Start of Records shown

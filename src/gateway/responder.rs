//! Instant responder: the deadline-bound path of every webhook.
//!
//! `Received → Verified → Classified → {RepliedInline | Dispatched}`.
//! A verification failure leaves the machine before anything else runs.
//! Every other failure still ends in a reply.

use super::{routing, Gateway};
use crate::replies;
use kondate_core::{
    error::VerifyError,
    intent,
    message::{
        AcknowledgedReply, InboundPayload, OutboundContent, RawRequest, ReplyKind, ReplyVia,
        VerifiedRequest,
    },
    traits::ChatPlatform,
};
use std::sync::Arc;
use tracing::{debug, info, warn};
use uuid::Uuid;

/// Terminal state for one user command.
#[derive(Debug, Clone, PartialEq, Eq)]
pub enum Disposition {
    /// Answered without the generation service. Degraded replies land here too.
    RepliedInline(AcknowledgedReply),
    /// Handed to the generator. `ack` is `None` when the reply target is
    /// single-use and reserved for the result.
    Dispatched {
        job_id: Uuid,
        ack: Option<AcknowledgedReply>,
    },
}

impl Disposition {
    pub fn reply(&self) -> Option<&AcknowledgedReply> {
        match self {
            Self::RepliedInline(reply) => Some(reply),
            Self::Dispatched { ack, .. } => ack.as_ref(),
        }
    }
}

/// Result of handling one webhook.
#[derive(Debug)]
pub enum WebhookOutcome {
    /// No platform is configured for this endpoint.
    Disabled,
    /// Signature or freshness check failed. Nothing else ran.
    Rejected(VerifyError),
    /// Verified but the body could not be understood.
    Malformed(String),
    /// URL-verification handshake.
    Challenge(String),
    /// Verified and handled. `body` is the HTTP response body.
    Handled {
        body: serde_json::Value,
        dispositions: Vec<Disposition>,
    },
}

impl Gateway {
    /// Handle one webhook request. Never waits on the generation service.
    pub async fn handle_webhook(&self, raw: RawRequest) -> WebhookOutcome {
        let Some(platform) = self.platforms.get(&raw.platform).cloned() else {
            return WebhookOutcome::Disabled;
        };

        let proof = match platform.verify(&raw, raw.received_at) {
            Ok(proof) => proof,
            Err(e) => {
                warn!(platform = %raw.platform, "rejected webhook: {e}");
                return WebhookOutcome::Rejected(e);
            }
        };

        if platform.is_retry(&raw) {
            info!(platform = %raw.platform, "acknowledged platform retry without reprocessing");
            return WebhookOutcome::Handled {
                body: platform.http_reply(raw.endpoint, None),
                dispositions: Vec::new(),
            };
        }

        let requests = match platform.parse_inbound(&raw) {
            Ok(InboundPayload::Challenge(challenge)) => {
                info!(platform = %raw.platform, "answered url verification");
                return WebhookOutcome::Challenge(challenge);
            }
            Ok(InboundPayload::Requests(requests)) => requests,
            Err(e) => {
                warn!(platform = %raw.platform, "malformed webhook: {e}");
                return WebhookOutcome::Malformed(e.to_string());
            }
        };

        let mut dispositions = Vec::with_capacity(requests.len());
        for request in requests {
            let verified = VerifiedRequest::new(request, &proof);
            dispositions.push(self.respond(&platform, verified).await);
        }

        let inline = dispositions
            .iter()
            .filter_map(Disposition::reply)
            .find(|r| r.reply_via == ReplyVia::HttpBody);
        let body = platform.http_reply(raw.endpoint, inline);
        WebhookOutcome::Handled { body, dispositions }
    }

    /// Classify, route and reply to one verified command.
    async fn respond(
        &self,
        platform: &Arc<dyn ChatPlatform>,
        request: VerifiedRequest,
    ) -> Disposition {
        let intent = intent::classify(request.text());
        info!(
            platform = %request.platform(),
            user = request.user_id(),
            intent = intent.kind(),
            verified_at = %request.verified_at(),
            "classified request"
        );

        let routed = tokio::time::timeout(
            self.reply_budget(),
            routing::route(&request, intent, self.store.as_ref()),
        )
        .await;

        let disposition = match routed {
            Ok(Ok(routing::RouterAction::ReplyNow(text))) => {
                Disposition::RepliedInline(acknowledge(&request, ReplyKind::Inline, text))
            }
            Ok(Ok(routing::RouterAction::Dispatch(job))) => {
                let job_id = job.id;
                match self.queue.publish(job) {
                    Ok(()) => {
                        info!(user = request.user_id(), %job_id, "dispatched generation job");
                        let ack = if platform.single_use_reply_target() {
                            None
                        } else {
                            Some(acknowledge(&request, ReplyKind::Ack, replies::generating()))
                        };
                        Disposition::Dispatched { job_id, ack }
                    }
                    Err(e) => {
                        warn!(user = request.user_id(), %job_id, "handoff failed: {e}");
                        Disposition::RepliedInline(acknowledge(
                            &request,
                            ReplyKind::Degraded,
                            replies::handoff_failed(),
                        ))
                    }
                }
            }
            Ok(Err(e)) => {
                warn!(user = request.user_id(), "store error: {e}");
                Disposition::RepliedInline(acknowledge(
                    &request,
                    ReplyKind::Degraded,
                    replies::try_again(),
                ))
            }
            Err(_) => {
                warn!(
                    user = request.user_id(),
                    budget_ms = self.server_config.reply_budget_ms,
                    "reply budget exceeded"
                );
                Disposition::RepliedInline(acknowledge(
                    &request,
                    ReplyKind::Degraded,
                    replies::try_again(),
                ))
            }
        };

        if let Some(reply) = disposition.reply() {
            if reply.reply_via == ReplyVia::Push {
                push_reply(platform.clone(), reply.clone());
            }
        }
        disposition
    }
}

fn acknowledge(request: &VerifiedRequest, kind: ReplyKind, text: String) -> AcknowledgedReply {
    AcknowledgedReply {
        kind,
        text,
        reply_via: request.reply_via(),
        reply_target: request.reply_target().clone(),
    }
}

/// Deliver a reply through the platform API without holding up the response.
fn push_reply(platform: Arc<dyn ChatPlatform>, reply: AcknowledgedReply) {
    tokio::spawn(async move {
        let target = reply.reply_target;
        match platform
            .deliver(&target, &OutboundContent::Text(reply.text))
            .await
        {
            Ok(()) => debug!(
                platform = %platform.platform(),
                target = target.kind(),
                "pushed reply"
            ),
            Err(e) => warn!(platform = %platform.platform(), "failed to push reply: {e}"),
        }
    });
}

End of Records shown

Your goal:
Whenever "enum" shows up in a line of the listing, copy that whole line.

Output for this exercise:
pub enum Disposition {
pub enum WebhookOutcome {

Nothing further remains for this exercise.